More pregnant women could die in Brazil if it passes a law banning all abortions, including in cases of rape or when the mother’s life is in danger, critics said.
Thousands of women took to Brazil’s streets earlier this month to protest against the bill, which is supported by increasingly influential evangelical Christian groups.
“It’s intentional fraud from fundamentalist congressmen who think that their religious dogmas have greater weight than the democratic state,” said congresswoman Erika Kokay, who opposes the constitutional reform bill.
“It’s absurd and is a huge setback against legislation on women’s rights in force since the 1940s,” she said.
Abortion is illegal in Brazil, home to the world’s largest Catholic community, except when pregnancy is due to rape, endangers the mother’s life or if the fetus has anencephaly, in which a baby is missing parts of the brain and skull.
More than 1 million abortions take place in clandestine clinics each year and thousands of women end up in hospital as a result of botched procedures, according to government estimates.

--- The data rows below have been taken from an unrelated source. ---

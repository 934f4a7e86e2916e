//! Request path canonicalization.
//!
//! The guard, the rate limiter and the upstream must agree on which route
//! a request targets. Clients can spell one route many ways
//! (`/%61dmin`, `//admin`, `/x/../admin`), so every path is reduced to a
//! single form before anything matches on it.

use std::str::FromStr;

use axum::{
    body::Body,
    http::{uri::PathAndQuery, Request, StatusCode, Uri},
    middleware::Next,
    response::{IntoResponse, Response},
    Json,
};

/// Canonical form of `raw`, or `None` when it cannot be made canonical.
///
/// - percent-escapes of unreserved characters are decoded, other escapes
///   are kept with uppercase hex
/// - repeated `/` collapse to one
/// - `.` and `..` segments are resolved, never climbing above the root
/// - a trailing `/` is kept
///
/// Malformed escapes and encoded `/`, `\` or NUL are refused: they would
/// let the upstream see a different path than the gateway matched on.
pub fn normalize_path(raw: &str) -> Option<String> {
    let decoded = decode_unreserved(raw)?;
    if decoded.contains('\\') {
        return None;
    }

    let mut segments: Vec<&str> = Vec::new();
    for segment in decoded.split('/') {
        match segment {
            "" | "." => {}
            ".." => {
                segments.pop();
            }
            s => segments.push(s),
        }
    }

    let mut path = String::with_capacity(decoded.len() + 1);
    for segment in &segments {
        path.push('/');
        path.push_str(segment);
    }
    let trailing = decoded.ends_with('/') || decoded.ends_with("/.") || decoded.ends_with("/..");
    if path.is_empty() || trailing {
        path.push('/');
    }
    Some(path)
}

fn decode_unreserved(raw: &str) -> Option<String> {
    let bytes = raw.as_bytes();
    let mut out = String::with_capacity(raw.len());
    let mut i = 0;
    while i < bytes.len() {
        if bytes[i] != b'%' {
            out.push(char::from(bytes[i]));
            i += 1;
            continue;
        }

        let hi = hex_value(*bytes.get(i + 1)?)?;
        let lo = hex_value(*bytes.get(i + 2)?)?;
        let byte = (hi << 4) | lo;
        match byte {
            b'/' | b'\\' | 0 => return None,
            b if b.is_ascii_alphanumeric() || matches!(b, b'-' | b'.' | b'_' | b'~') => {
                out.push(char::from(b))
            }
            b => {
                out.push('%');
                out.push_str(&format!("{b:02X}"));
            }
        }
        i += 3;
    }
    Some(out)
}

fn hex_value(b: u8) -> Option<u8> {
    char::from(b).to_digit(16).map(|d| d as u8)
}

/// Rewrite the request URI to its canonical path before any other layer
/// looks at it. Paths that cannot be canonicalized get a 400.
pub async fn normalize_path_middleware(mut request: Request<Body>, next: Next) -> Response {
    let raw = request.uri().path();
    let Some(path) = normalize_path(raw) else {
        tracing::warn!(path = %raw, "Rejected malformed request path");
        return malformed_path();
    };

    if path != raw {
        match canonical_uri(request.uri(), &path) {
            Some(uri) => *request.uri_mut() = uri,
            None => return malformed_path(),
        }
    }
    next.run(request).await
}

fn canonical_uri(uri: &Uri, path: &str) -> Option<Uri> {
    let path_and_query = match uri.query() {
        Some(query) => PathAndQuery::from_str(&format!("{path}?{query}")),
        None => PathAndQuery::from_str(path),
    }
    .ok()?;

    let mut parts = uri.clone().into_parts();
    parts.path_and_query = Some(path_and_query);
    Uri::from_parts(parts).ok()
}

/// 400 for a request path that has no canonical form.
pub fn malformed_path() -> Response {
    (
        StatusCode::BAD_REQUEST,
        Json(serde_json::json!({
            "error": "bad_request",
            "message": "Malformed request path.",
        })),
    )
        .into_response()
}

#[cfg(test)]
mod tests {
    use super::*;
    use axum::{middleware, Router};
    use tower::ServiceExt;

    #[test]
    fn test_canonical_paths_are_unchanged() {
        for path in ["/", "/admin", "/admin/orders", "/api/auth/login", "/admin/", "/a%20b"] {
            assert_eq!(normalize_path(path).as_deref(), Some(path));
        }
    }

    #[test]
    fn test_encoded_unreserved_characters_are_decoded() {
        assert_eq!(normalize_path("/%61dmin/orders").as_deref(), Some("/admin/orders"));
        assert_eq!(normalize_path("/api/auth/logi%6E").as_deref(), Some("/api/auth/login"));
        assert_eq!(normalize_path("/%7Euser").as_deref(), Some("/~user"));
        // Reserved characters stay encoded, with uppercase hex
        assert_eq!(normalize_path("/search%3fq").as_deref(), Some("/search%3Fq"));
    }

    #[test]
    fn test_slashes_and_dot_segments_collapse() {
        assert_eq!(normalize_path("//admin//orders").as_deref(), Some("/admin/orders"));
        assert_eq!(normalize_path("/api/./auth/login").as_deref(), Some("/api/auth/login"));
        assert_eq!(normalize_path("/public/../admin").as_deref(), Some("/admin"));
        assert_eq!(normalize_path("/%2e%2e/%2E%2E/admin").as_deref(), Some("/admin"));
        assert_eq!(normalize_path("/admin/.").as_deref(), Some("/admin/"));
        assert_eq!(normalize_path("").as_deref(), Some("/"));
    }

    #[test]
    fn test_unsafe_paths_are_refused() {
        assert_eq!(normalize_path("/%2Fadmin"), None);
        assert_eq!(normalize_path("/x%5c..%5cadmin"), None);
        assert_eq!(normalize_path("/admin%00"), None);
        assert_eq!(normalize_path("/bad%zz"), None);
        assert_eq!(normalize_path("/truncated%4"), None);
    }

    #[tokio::test]
    async fn test_middleware_rewrites_uri_and_keeps_query() {
        let app = Router::new()
            .fallback(|request: Request<Body>| async move { request.uri().to_string() })
            .layer(middleware::from_fn(normalize_path_middleware));

        let res = app
            .clone()
            .oneshot(Request::get("//%61dmin/./orders?page=2").body(Body::empty()).unwrap())
            .await
            .unwrap();
        assert_eq!(res.status(), StatusCode::OK);
        let body = axum::body::to_bytes(res.into_body(), usize::MAX).await.unwrap();
        assert_eq!(&body[..], b"/admin/orders?page=2");

        let res = app
            .oneshot(Request::get("/%2Fadmin").body(Body::empty()).unwrap())
            .await
            .unwrap();
        assert_eq!(res.status(), StatusCode::BAD_REQUEST);
    }
}
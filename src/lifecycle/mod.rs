//! Lifecycle management subsystem.
//!
//! # Data Flow
//! ```text
//! Startup (main.rs):
//!     Load config → Validate → Initialize subsystems → Start listener
//!
//! Shutdown (shutdown.rs):
//!     Signal received → Stop accepting → Drain in-flight requests → Exit
//!
//! Signals (signals.rs):
//!     SIGTERM/SIGINT → Trigger graceful shutdown
//! ```
//!
//! # Design Decisions
//! - Fail fast: any startup error is fatal
//! - Listener starts last (traffic only when ready)

pub mod shutdown;
pub mod signals;

pub use shutdown::Shutdown;
pub use signals::spawn_signal_handler;
//! Startup errors.

use thiserror::Error;

use crate::auth::AuthError;
use crate::config::ConfigError;

/// Anything that can stop the gateway from starting.
#[derive(Debug, Error)]
pub enum GatewayError {
    #[error("Configuration error: {0}")]
    Config(#[from] ConfigError),

    #[error("Auth provider setup failed: {0}")]
    Auth(#[from] AuthError),

    #[error("Invalid upstream address: {0}")]
    InvalidUpstream(#[from] axum::http::uri::InvalidUri),

    #[error("Invalid security header policy: {0}")]
    InvalidSecurityHeaders(#[from] axum::http::header::InvalidHeaderValue),

    #[error("IO error: {0}")]
    Io(#[from] std::io::Error),
}
//! HTTP protocol handling subsystem.
//!
//! # Data Flow
//! ```text
//! TCP connection
//!     → server.rs (Axum setup, middleware stack)
//!     → request.rs (request ID)
//!     → path.rs (canonical request path)
//!     → [security + auth middleware]
//!     → upstream.rs (forward to the web application)
//!     → Send to client
//! ```

pub mod path;
pub mod request;
pub mod server;
pub mod upstream;

pub use path::{normalize_path, normalize_path_middleware};
pub use request::{UuidRequestId, X_REQUEST_ID};
pub use server::{AppState, GatewayServer};
pub use upstream::Upstream;
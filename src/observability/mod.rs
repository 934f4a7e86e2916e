//! Observability subsystem.
//!
//! # Data Flow
//! ```text
//! All subsystems produce:
//!     → logging.rs (structured log events)
//!     → metrics.rs (counters, gauges, histograms)
//!
//! Consumers:
//!     → Log aggregation (stdout)
//!     → Metrics endpoint (Prometheus scrape)
//! ```
//!
//! # Design Decisions
//! - Request ID flows through logs and upstream requests
//! - Metrics are cheap (atomic increments)

pub mod logging;
pub mod metrics;
//! Time source abstraction.
//!
//! Everything that measures windows reads time through [`Clock`] so tests
//! can move time forward without sleeping.

use std::sync::atomic::{AtomicU64, Ordering};
use std::time::{Duration, Instant};

/// A source of monotonic time.
pub trait Clock: Send + Sync + std::fmt::Debug {
    fn now(&self) -> Instant;
}

/// Wall clock backed by [`Instant::now`].
#[derive(Debug, Default, Clone, Copy)]
pub struct SystemClock;

impl Clock for SystemClock {
    fn now(&self) -> Instant {
        Instant::now()
    }
}

/// A clock that only moves when told to.
#[derive(Debug)]
pub struct ManualClock {
    origin: Instant,
    offset_ms: AtomicU64,
}

impl ManualClock {
    pub fn new() -> Self {
        Self {
            origin: Instant::now(),
            offset_ms: AtomicU64::new(0),
        }
    }

    /// Move the clock forward.
    pub fn advance(&self, by: Duration) {
        self.offset_ms
            .fetch_add(by.as_millis() as u64, Ordering::SeqCst);
    }
}

impl Default for ManualClock {
    fn default() -> Self {
        Self::new()
    }
}

impl Clock for ManualClock {
    fn now(&self) -> Instant {
        self.origin + Duration::from_millis(self.offset_ms.load(Ordering::SeqCst))
    }
}
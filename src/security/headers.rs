//! Security response headers.
//!
//! # Responsibilities
//! - Build the fixed header set sent with every response
//! - Switch the Content-Security-Policy between development and production
//!
//! # Design Decisions
//! - Policy is computed once at startup; applying it is stateless
//! - Headers override whatever the upstream application set
//! - Development CSP allows eval and websocket connections for live reload

use axum::{
    http::{header, HeaderName, HeaderValue},
    Router,
};
use tower_http::set_header::SetResponseHeaderLayer;

const PERMISSIONS_POLICY: HeaderName = HeaderName::from_static("permissions-policy");

/// The complete set of security headers for one environment.
#[derive(Debug, Clone)]
pub struct SecurityHeaders {
    headers: Vec<(HeaderName, HeaderValue)>,
}

impl SecurityHeaders {
    /// Build the header table. Fails only when a connect source is not
    /// valid header text.
    pub fn new(
        is_development: bool,
        connect_sources: &[String],
    ) -> Result<Self, header::InvalidHeaderValue> {
        let csp = content_security_policy(is_development, connect_sources);

        let headers = vec![
            (
                header::X_CONTENT_TYPE_OPTIONS,
                HeaderValue::from_static("nosniff"),
            ),
            (header::X_FRAME_OPTIONS, HeaderValue::from_static("DENY")),
            (
                header::REFERRER_POLICY,
                HeaderValue::from_static("strict-origin-when-cross-origin"),
            ),
            (
                PERMISSIONS_POLICY,
                HeaderValue::from_static("camera=(), microphone=(), geolocation=()"),
            ),
            (header::CONTENT_SECURITY_POLICY, HeaderValue::from_str(&csp)?),
        ];

        Ok(Self { headers })
    }

    pub fn headers(&self) -> &[(HeaderName, HeaderValue)] {
        &self.headers
    }

    pub fn get(&self, name: &HeaderName) -> Option<&HeaderValue> {
        self.headers
            .iter()
            .find(|(n, _)| n == name)
            .map(|(_, v)| v)
    }

    /// Wrap `router` so every response carries these headers.
    pub fn apply<S>(&self, router: Router<S>) -> Router<S>
    where
        S: Clone + Send + Sync + 'static,
    {
        self.headers.iter().fold(router, |router, (name, value)| {
            router.layer(SetResponseHeaderLayer::overriding(
                name.clone(),
                value.clone(),
            ))
        })
    }
}

/// Render the Content-Security-Policy directive list.
pub fn content_security_policy(is_development: bool, connect_sources: &[String]) -> String {
    let script_src = if is_development {
        "script-src 'self' 'unsafe-inline' 'unsafe-eval'"
    } else {
        "script-src 'self' 'unsafe-inline'"
    };

    let mut connect_src = String::from("connect-src 'self'");
    for source in connect_sources {
        connect_src.push(' ');
        connect_src.push_str(source);
    }
    if is_development {
        connect_src.push_str(" ws: wss:");
    }

    [
        "default-src 'self'",
        script_src,
        "style-src 'self' 'unsafe-inline'",
        "img-src 'self' data: https:",
        "font-src 'self' data:",
        &connect_src,
        "frame-ancestors 'none'",
        "base-uri 'self'",
        "form-action 'self'",
    ]
    .join("; ")
}
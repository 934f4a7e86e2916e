//! Graceful stop for the server task.

use tokio::sync::broadcast;

/// Cloneable handle; every clone can subscribe or trigger.
#[derive(Clone)]
pub struct Shutdown {
    tx: broadcast::Sender<()>,
}

impl Shutdown {
    pub fn new() -> Self {
        let (tx, _) = broadcast::channel(1);
        Self { tx }
    }

    pub fn subscribe(&self) -> broadcast::Receiver<()> {
        self.tx.subscribe()
    }

    /// Notify every subscriber. Returns how many were listening.
    pub fn trigger(&self) -> usize {
        self.tx.send(()).unwrap_or(0)
    }
}

impl Default for Shutdown {
    fn default() -> Self {
        Self::new()
    }
}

A Congressional committee, which voted by 18-1 in favor of a bill to ban abortion under all circumstances earlier this month, is voting again on certain sections with the aim of securing a unanimous vote.
Kokay – the committee’s only female member and the only one to oppose the bill in the earlier vote – said she and other politicians will oppose it in Brazil’s top court, if necessary.
Conservative lawmakers say that life begins at conception and laws must protect the unborn child’s rights at all costs.
The move to criminalize all abortions is part of a trend by a growing evangelical caucus in Brazil’s Congress to roll back women’s rights on social issues, campaigners say.
“We want congress to guarantee more rights, not to remove them,” said Jurema Werneck, Brazil director of Amnesty International, which has launched an online campaign against the bill with about 40,000 signatures collected so far.
The bill requires two-thirds of the votes in both chambers of Congress to become law as part of a constitutional amendment.
It would then need to be approved by the Senate and signed into law by Brazil’s conservative President Michel Temer.
The law could win votes as part of a trade-off for other legislation the governing coalition seeks to pass, such as pension reform to plug a gaping budget deficit, analysts said.
Deborah Duprat, a prosecutor for citizen’s rights in the Office of the Attorney General, said the bill was unconstitutional and a “violent act” against women that puts their lives at risk.
“The World Health Organization states that unsafe abortion is one of the main causes of death among women that could be avoided,” she said.